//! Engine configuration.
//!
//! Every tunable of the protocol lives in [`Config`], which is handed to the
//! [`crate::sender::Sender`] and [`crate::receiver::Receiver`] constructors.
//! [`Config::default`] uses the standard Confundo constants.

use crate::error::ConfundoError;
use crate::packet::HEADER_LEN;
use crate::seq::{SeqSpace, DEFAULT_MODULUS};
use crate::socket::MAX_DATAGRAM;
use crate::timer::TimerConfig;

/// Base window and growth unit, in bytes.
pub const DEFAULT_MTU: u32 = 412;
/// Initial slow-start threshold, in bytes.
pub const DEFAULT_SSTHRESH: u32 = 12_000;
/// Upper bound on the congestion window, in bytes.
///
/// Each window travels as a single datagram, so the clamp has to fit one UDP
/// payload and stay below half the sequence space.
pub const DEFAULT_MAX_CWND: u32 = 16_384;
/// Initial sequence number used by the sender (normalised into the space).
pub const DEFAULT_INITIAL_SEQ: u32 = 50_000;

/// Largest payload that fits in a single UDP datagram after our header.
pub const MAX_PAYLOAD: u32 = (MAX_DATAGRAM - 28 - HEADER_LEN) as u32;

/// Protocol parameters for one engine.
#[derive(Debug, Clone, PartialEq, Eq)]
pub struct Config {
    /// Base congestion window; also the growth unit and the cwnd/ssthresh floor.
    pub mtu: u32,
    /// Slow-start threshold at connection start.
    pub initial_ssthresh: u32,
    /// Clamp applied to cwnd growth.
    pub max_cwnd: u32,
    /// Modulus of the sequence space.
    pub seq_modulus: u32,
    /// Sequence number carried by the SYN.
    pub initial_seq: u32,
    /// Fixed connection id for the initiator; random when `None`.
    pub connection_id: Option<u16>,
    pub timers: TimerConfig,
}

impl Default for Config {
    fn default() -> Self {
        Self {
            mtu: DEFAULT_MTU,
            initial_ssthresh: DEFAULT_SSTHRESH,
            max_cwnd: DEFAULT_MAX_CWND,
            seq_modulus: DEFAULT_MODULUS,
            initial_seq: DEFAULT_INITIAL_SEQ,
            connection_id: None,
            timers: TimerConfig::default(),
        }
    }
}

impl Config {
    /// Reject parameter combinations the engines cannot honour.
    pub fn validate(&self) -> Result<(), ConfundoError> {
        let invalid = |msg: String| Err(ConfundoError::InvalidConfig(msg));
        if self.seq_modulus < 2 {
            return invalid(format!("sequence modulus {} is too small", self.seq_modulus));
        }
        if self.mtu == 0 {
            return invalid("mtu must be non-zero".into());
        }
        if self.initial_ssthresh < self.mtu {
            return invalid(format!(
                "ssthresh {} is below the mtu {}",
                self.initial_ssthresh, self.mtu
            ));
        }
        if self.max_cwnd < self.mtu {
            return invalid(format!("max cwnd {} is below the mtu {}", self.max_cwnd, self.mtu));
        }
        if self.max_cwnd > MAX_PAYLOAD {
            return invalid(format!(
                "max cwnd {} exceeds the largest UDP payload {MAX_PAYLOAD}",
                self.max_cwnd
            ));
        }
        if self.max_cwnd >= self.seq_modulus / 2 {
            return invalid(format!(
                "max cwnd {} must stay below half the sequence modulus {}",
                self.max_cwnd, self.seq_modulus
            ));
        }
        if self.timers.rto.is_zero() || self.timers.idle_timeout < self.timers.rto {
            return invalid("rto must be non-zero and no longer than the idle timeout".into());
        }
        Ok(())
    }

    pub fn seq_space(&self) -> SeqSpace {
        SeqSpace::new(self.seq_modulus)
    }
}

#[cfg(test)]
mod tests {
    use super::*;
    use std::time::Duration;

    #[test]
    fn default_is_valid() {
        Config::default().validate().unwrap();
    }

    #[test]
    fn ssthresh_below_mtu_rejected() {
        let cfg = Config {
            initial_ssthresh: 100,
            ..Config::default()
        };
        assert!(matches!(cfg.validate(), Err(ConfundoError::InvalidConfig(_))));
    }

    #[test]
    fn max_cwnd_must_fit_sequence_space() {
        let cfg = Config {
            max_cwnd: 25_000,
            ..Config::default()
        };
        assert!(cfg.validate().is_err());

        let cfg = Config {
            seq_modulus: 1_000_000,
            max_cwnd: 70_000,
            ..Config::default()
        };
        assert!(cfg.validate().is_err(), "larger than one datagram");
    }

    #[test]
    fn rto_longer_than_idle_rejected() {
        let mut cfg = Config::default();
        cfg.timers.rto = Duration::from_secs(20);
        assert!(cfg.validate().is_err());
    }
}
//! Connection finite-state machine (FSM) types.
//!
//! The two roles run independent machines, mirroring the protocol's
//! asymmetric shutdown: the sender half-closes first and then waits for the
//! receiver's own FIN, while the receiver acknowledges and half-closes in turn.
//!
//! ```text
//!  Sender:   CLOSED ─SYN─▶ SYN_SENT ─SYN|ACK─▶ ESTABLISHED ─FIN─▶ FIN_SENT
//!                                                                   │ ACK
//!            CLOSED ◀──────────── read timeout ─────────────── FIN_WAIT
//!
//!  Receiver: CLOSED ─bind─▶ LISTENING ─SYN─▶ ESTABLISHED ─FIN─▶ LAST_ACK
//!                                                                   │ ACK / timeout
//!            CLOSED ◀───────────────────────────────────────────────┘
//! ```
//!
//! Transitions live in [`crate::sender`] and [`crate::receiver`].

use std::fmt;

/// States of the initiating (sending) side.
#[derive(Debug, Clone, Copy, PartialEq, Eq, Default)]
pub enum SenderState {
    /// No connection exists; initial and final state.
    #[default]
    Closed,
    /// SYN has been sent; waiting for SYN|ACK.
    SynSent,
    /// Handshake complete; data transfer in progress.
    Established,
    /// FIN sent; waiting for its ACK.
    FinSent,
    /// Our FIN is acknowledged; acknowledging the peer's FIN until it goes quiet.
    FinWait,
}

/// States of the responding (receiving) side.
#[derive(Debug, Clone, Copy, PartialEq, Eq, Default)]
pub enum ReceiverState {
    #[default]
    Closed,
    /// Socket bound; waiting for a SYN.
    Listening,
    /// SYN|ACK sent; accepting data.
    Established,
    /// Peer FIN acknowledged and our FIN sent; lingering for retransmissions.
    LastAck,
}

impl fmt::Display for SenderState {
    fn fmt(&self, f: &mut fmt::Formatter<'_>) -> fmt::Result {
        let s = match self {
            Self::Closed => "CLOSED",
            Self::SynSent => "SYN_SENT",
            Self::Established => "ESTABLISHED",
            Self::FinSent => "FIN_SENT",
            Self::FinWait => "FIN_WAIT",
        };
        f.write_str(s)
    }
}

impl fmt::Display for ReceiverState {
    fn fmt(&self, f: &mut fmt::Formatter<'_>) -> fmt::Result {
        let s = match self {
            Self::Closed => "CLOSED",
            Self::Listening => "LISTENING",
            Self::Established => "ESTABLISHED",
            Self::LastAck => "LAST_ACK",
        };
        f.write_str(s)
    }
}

Work instructions
Every record above is to be given again precisely.

Result
//! Engine configuration.
//!
//! Every tunable of the protocol lives in [`Config`], which is handed to the
//! [`crate::sender::Sender`] and [`crate::receiver::Receiver`] constructors.
//! [`Config::default`] uses the standard Confundo constants.

use crate::error::ConfundoError;
use crate::packet::HEADER_LEN;
use crate::seq::{SeqSpace, DEFAULT_MODULUS};
use crate::socket::MAX_DATAGRAM;
use crate::timer::TimerConfig;

/// Base window and growth unit, in bytes.
pub const DEFAULT_MTU: u32 = 412;
/// Initial slow-start threshold, in bytes.
pub const DEFAULT_SSTHRESH: u32 = 12_000;
/// Upper bound on the congestion window, in bytes.
///
/// Each window travels as a single datagram, so the clamp has to fit one UDP
/// payload and stay below half the sequence space.
pub const DEFAULT_MAX_CWND: u32 = 16_384;
/// Initial sequence number used by the sender (normalised into the space).
pub const DEFAULT_INITIAL_SEQ: u32 = 50_000;

/// Largest payload that fits in a single UDP datagram after our header.
pub const MAX_PAYLOAD: u32 = (MAX_DATAGRAM - 28 - HEADER_LEN) as u32;

/// Protocol parameters for one engine.
#[derive(Debug, Clone, PartialEq, Eq)]
pub struct Config {
    /// Base congestion window; also the growth unit and the cwnd/ssthresh floor.
    pub mtu: u32,
    /// Slow-start threshold at connection start.
    pub initial_ssthresh: u32,
    /// Clamp applied to cwnd growth.
    pub max_cwnd: u32,
    /// Modulus of the sequence space.
    pub seq_modulus: u32,
    /// Sequence number carried by the SYN.
    pub initial_seq: u32,
    /// Fixed connection id for the initiator; random when `None`.
    pub connection_id: Option<u16>,
    pub timers: TimerConfig,
}

impl Default for Config {
    fn default() -> Self {
        Self {
            mtu: DEFAULT_MTU,
            initial_ssthresh: DEFAULT_SSTHRESH,
            max_cwnd: DEFAULT_MAX_CWND,
            seq_modulus: DEFAULT_MODULUS,
            initial_seq: DEFAULT_INITIAL_SEQ,
            connection_id: None,
            timers: TimerConfig::default(),
        }
    }
}

impl Config {
    /// Reject parameter combinations the engines cannot honour.
    pub fn validate(&self) -> Result<(), ConfundoError> {
        let invalid = |msg: String| Err(ConfundoError::InvalidConfig(msg));
        if self.seq_modulus < 2 {
            return invalid(format!("sequence modulus {} is too small", self.seq_modulus));
        }
        if self.mtu == 0 {
            return invalid("mtu must be non-zero".into());
        }
        if self.initial_ssthresh < self.mtu {
            return invalid(format!(
                "ssthresh {} is below the mtu {}",
                self.initial_ssthresh, self.mtu
            ));
        }
        if self.max_cwnd < self.mtu {
            return invalid(format!("max cwnd {} is below the mtu {}", self.max_cwnd, self.mtu));
        }
        if self.max_cwnd > MAX_PAYLOAD {
            return invalid(format!(
                "max cwnd {} exceeds the largest UDP payload {MAX_PAYLOAD}",
                self.max_cwnd
            ));
        }
        if self.max_cwnd >= self.seq_modulus / 2 {
            return invalid(format!(
                "max cwnd {} must stay below half the sequence modulus {}",
                self.max_cwnd, self.seq_modulus
            ));
        }
        if self.timers.rto.is_zero() || self.timers.idle_timeout < self.timers.rto {
            return invalid("rto must be non-zero and no longer than the idle timeout".into());
        }
        Ok(())
    }

    pub fn seq_space(&self) -> SeqSpace {
        SeqSpace::new(self.seq_modulus)
    }
}

#[cfg(test)]
mod tests {
    use super::*;
    use std::time::Duration;

    #[test]
    fn default_is_valid() {
        Config::default().validate().unwrap();
    }

    #[test]
    fn ssthresh_below_mtu_rejected() {
        let cfg = Config {
            initial_ssthresh: 100,
            ..Config::default()
        };
        assert!(matches!(cfg.validate(), Err(ConfundoError::InvalidConfig(_))));
    }

    #[test]
    fn max_cwnd_must_fit_sequence_space() {
        let cfg = Config {
            max_cwnd: 25_000,
            ..Config::default()
        };
        assert!(cfg.validate().is_err());

        let cfg = Config {
            seq_modulus: 1_000_000,
            max_cwnd: 70_000,
            ..Config::default()
        };
        assert!(cfg.validate().is_err(), "larger than one datagram");
    }

    #[test]
    fn rto_longer_than_idle_rejected() {
        let mut cfg = Config::default();
        cfg.timers.rto = Duration::from_secs(20);
        assert!(cfg.validate().is_err());
    }
}
//! Connection finite-state machine (FSM) types.
//!
//! The two roles run independent machines, mirroring the protocol's
//! asymmetric shutdown: the sender half-closes first and then waits for the
//! receiver's own FIN, while the receiver acknowledges and half-closes in turn.
//!
//! ```text
//!  Sender:   CLOSED ─SYN─▶ SYN_SENT ─SYN|ACK─▶ ESTABLISHED ─FIN─▶ FIN_SENT
//!                                                                   │ ACK
//!            CLOSED ◀──────────── read timeout ─────────────── FIN_WAIT
//!
//!  Receiver: CLOSED ─bind─▶ LISTENING ─SYN─▶ ESTABLISHED ─FIN─▶ LAST_ACK
//!                                                                   │ ACK / timeout
//!            CLOSED ◀───────────────────────────────────────────────┘
//! ```
//!
//! Transitions live in [`crate::sender`] and [`crate::receiver`].

use std::fmt;

/// States of the initiating (sending) side.
#[derive(Debug, Clone, Copy, PartialEq, Eq, Default)]
pub enum SenderState {
    /// No connection exists; initial and final state.
    #[default]
    Closed,
    /// SYN has been sent; waiting for SYN|ACK.
    SynSent,
    /// Handshake complete; data transfer in progress.
    Established,
    /// FIN sent; waiting for its ACK.
    FinSent,
    /// Our FIN is acknowledged; acknowledging the peer's FIN until it goes quiet.
    FinWait,
}

/// States of the responding (receiving) side.
#[derive(Debug, Clone, Copy, PartialEq, Eq, Default)]
pub enum ReceiverState {
    #[default]
    Closed,
    /// Socket bound; waiting for a SYN.
    Listening,
    /// SYN|ACK sent; accepting data.
    Established,
    /// Peer FIN acknowledged and our FIN sent; lingering for retransmissions.
    LastAck,
}

impl fmt::Display for SenderState {
    fn fmt(&self, f: &mut fmt::Formatter<'_>) -> fmt::Result {
        let s = match self {
            Self::Closed => "CLOSED",
            Self::SynSent => "SYN_SENT",
            Self::Established => "ESTABLISHED",
            Self::FinSent => "FIN_SENT",
            Self::FinWait => "FIN_WAIT",
        };
        f.write_str(s)
    }
}

impl fmt::Display for ReceiverState {
    fn fmt(&self, f: &mut fmt::Formatter<'_>) -> fmt::Result {
        let s = match self {
            Self::Closed => "CLOSED",
            Self::Listening => "LISTENING",
            Self::Established => "ESTABLISHED",
            Self::LastAck => "LAST_ACK",
        };
        f.write_str(s)
    }
}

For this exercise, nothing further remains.